TASK DESCRIPTION:
For each line of the material below, give that line again word for word.
* * *
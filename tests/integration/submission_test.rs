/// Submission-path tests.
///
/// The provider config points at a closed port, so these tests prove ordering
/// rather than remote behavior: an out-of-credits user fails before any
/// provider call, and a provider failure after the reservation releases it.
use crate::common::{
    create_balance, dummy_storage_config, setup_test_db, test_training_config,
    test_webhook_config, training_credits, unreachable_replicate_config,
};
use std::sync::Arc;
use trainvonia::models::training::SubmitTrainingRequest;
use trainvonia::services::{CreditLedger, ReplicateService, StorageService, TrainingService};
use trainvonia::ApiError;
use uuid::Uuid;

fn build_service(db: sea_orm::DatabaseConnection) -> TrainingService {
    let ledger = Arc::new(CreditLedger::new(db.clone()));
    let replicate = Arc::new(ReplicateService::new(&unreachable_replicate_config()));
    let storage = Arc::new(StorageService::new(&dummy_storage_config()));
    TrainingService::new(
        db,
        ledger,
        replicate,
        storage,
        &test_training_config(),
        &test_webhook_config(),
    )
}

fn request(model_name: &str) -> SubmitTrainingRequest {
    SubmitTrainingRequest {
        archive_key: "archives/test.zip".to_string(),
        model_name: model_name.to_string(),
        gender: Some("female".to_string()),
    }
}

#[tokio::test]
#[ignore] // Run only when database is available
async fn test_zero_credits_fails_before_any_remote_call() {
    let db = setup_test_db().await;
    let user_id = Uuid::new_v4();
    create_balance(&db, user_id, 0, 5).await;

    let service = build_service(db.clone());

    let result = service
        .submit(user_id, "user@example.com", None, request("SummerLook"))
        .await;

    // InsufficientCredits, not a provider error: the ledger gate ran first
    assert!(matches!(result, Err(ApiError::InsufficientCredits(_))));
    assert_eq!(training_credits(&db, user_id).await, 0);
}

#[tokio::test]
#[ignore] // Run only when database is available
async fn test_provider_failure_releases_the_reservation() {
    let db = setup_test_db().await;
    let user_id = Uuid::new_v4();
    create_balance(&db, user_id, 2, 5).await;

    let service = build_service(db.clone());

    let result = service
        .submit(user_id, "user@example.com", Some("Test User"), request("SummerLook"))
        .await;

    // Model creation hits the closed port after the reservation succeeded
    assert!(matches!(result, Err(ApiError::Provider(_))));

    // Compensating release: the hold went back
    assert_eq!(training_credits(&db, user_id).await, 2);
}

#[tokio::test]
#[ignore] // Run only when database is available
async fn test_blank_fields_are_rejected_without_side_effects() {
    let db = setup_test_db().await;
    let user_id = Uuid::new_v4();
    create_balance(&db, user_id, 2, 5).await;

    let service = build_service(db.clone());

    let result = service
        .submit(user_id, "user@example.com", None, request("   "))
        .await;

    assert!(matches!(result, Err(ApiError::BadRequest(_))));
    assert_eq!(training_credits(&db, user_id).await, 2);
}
* * *
RESPONSE TO THIS EXERCISE:
filename tests/integration/submission_test.rs
/// Submission-path tests.
///
/// The provider config points at a closed port, so these tests prove ordering
/// rather than remote behavior: an out-of-credits user fails before any
/// provider call, and a provider failure after the reservation releases it.
use crate::common::{
    create_balance, dummy_storage_config, setup_test_db, test_training_config,
    test_webhook_config, training_credits, unreachable_replicate_config,
};
use std::sync::Arc;
use trainvonia::models::training::SubmitTrainingRequest;
use trainvonia::services::{CreditLedger, ReplicateService, StorageService, TrainingService};
use trainvonia::ApiError;
use uuid::Uuid;

fn build_service(db: sea_orm::DatabaseConnection) -> TrainingService {
    let ledger = Arc::new(CreditLedger::new(db.clone()));
    let replicate = Arc::new(ReplicateService::new(&unreachable_replicate_config()));
    let storage = Arc::new(StorageService::new(&dummy_storage_config()));
    TrainingService::new(
        db,
        ledger,
        replicate,
        storage,
        &test_training_config(),
        &test_webhook_config(),
    )
}

fn request(model_name: &str) -> SubmitTrainingRequest {
    SubmitTrainingRequest {
        archive_key: "archives/test.zip".to_string(),
        model_name: model_name.to_string(),
        gender: Some("female".to_string()),
    }
}

#[tokio::test]
#[ignore] // Run only when database is available
async fn test_zero_credits_fails_before_any_remote_call() {
    let db = setup_test_db().await;
    let user_id = Uuid::new_v4();
    create_balance(&db, user_id, 0, 5).await;

    let service = build_service(db.clone());

    let result = service
        .submit(user_id, "user@example.com", None, request("SummerLook"))
        .await;

    // InsufficientCredits, not a provider error: the ledger gate ran first
    assert!(matches!(result, Err(ApiError::InsufficientCredits(_))));
    assert_eq!(training_credits(&db, user_id).await, 0);
}

#[tokio::test]
#[ignore] // Run only when database is available
async fn test_provider_failure_releases_the_reservation() {
    let db = setup_test_db().await;
    let user_id = Uuid::new_v4();
    create_balance(&db, user_id, 2, 5).await;

    let service = build_service(db.clone());

    let result = service
        .submit(user_id, "user@example.com", Some("Test User"), request("SummerLook"))
        .await;

    // Model creation hits the closed port after the reservation succeeded
    assert!(matches!(result, Err(ApiError::Provider(_))));

    // Compensating release: the hold went back
    assert_eq!(training_credits(&db, user_id).await, 2);
}

#[tokio::test]
#[ignore] // Run only when database is available
async fn test_blank_fields_are_rejected_without_side_effects() {
    let db = setup_test_db().await;
    let user_id = Uuid::new_v4();
    create_balance(&db, user_id, 2, 5).await;

    let service = build_service(db.clone());

    let result = service
        .submit(user_id, "user@example.com", None, request("   "))
        .await;

    assert!(matches!(result, Err(ApiError::BadRequest(_))));
    assert_eq!(training_credits(&db, user_id).await, 2);
}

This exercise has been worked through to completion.